Prompt
Return every line below in which "struct" appears.

Records for the task
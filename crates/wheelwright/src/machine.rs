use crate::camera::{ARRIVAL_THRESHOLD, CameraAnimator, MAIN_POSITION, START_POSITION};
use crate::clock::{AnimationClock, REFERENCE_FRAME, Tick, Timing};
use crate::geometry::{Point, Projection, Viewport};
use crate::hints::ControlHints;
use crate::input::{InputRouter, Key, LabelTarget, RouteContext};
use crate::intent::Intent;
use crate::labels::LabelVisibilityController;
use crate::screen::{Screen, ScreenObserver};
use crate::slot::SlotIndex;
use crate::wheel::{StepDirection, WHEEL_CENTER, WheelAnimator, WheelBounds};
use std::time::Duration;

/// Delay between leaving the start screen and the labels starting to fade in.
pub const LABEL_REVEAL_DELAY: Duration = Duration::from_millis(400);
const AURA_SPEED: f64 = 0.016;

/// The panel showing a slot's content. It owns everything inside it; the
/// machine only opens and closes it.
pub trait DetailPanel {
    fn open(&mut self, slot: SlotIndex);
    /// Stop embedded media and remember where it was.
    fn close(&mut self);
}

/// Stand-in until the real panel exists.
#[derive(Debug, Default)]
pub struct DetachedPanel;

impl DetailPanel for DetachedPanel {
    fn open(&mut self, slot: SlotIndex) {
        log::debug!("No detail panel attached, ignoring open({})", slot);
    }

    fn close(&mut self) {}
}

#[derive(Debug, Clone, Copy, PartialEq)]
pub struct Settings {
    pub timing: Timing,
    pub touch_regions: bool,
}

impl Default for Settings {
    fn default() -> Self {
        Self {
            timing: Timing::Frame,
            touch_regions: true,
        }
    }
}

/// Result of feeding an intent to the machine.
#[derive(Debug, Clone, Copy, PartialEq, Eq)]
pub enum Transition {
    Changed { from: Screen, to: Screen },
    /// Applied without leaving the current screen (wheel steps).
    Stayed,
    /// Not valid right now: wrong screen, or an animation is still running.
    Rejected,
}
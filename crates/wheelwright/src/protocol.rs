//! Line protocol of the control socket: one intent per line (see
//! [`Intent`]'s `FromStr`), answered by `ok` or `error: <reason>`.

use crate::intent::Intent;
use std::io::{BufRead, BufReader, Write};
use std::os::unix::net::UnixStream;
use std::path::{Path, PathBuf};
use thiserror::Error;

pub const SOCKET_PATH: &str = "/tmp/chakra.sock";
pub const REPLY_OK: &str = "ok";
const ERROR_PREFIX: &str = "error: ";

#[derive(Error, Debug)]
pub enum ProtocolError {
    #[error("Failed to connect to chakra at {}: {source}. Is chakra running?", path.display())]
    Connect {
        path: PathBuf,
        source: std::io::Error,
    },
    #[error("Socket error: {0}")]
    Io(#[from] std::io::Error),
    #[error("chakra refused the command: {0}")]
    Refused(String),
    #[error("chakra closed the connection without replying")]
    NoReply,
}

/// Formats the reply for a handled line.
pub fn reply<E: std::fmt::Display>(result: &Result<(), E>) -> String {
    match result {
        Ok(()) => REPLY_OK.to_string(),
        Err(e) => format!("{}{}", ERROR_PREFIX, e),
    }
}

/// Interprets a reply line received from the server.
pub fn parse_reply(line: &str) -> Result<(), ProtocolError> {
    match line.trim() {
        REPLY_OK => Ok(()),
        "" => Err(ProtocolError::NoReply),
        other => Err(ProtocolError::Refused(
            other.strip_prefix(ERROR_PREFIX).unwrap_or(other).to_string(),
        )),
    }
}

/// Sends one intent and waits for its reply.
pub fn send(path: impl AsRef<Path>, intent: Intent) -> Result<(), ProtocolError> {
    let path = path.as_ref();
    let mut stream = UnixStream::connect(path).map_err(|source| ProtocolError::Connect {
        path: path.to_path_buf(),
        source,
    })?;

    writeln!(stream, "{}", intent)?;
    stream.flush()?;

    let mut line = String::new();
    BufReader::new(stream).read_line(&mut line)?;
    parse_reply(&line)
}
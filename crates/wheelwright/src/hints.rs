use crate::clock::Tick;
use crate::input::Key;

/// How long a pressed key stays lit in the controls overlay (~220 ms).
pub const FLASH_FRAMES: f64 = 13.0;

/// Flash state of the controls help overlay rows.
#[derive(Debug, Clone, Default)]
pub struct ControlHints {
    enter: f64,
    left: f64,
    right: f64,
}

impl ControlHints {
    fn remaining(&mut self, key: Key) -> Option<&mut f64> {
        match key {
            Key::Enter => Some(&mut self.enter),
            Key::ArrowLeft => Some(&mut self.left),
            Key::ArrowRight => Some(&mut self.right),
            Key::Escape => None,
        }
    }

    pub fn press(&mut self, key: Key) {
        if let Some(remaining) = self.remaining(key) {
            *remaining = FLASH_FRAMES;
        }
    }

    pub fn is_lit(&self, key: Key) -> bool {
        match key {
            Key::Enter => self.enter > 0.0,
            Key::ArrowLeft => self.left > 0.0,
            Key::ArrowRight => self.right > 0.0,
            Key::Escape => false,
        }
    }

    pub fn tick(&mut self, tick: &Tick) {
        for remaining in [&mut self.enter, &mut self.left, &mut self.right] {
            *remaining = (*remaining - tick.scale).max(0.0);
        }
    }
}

Solution to this exercise
pub struct DetachedPanel;
pub struct Settings {
pub struct ControlHints {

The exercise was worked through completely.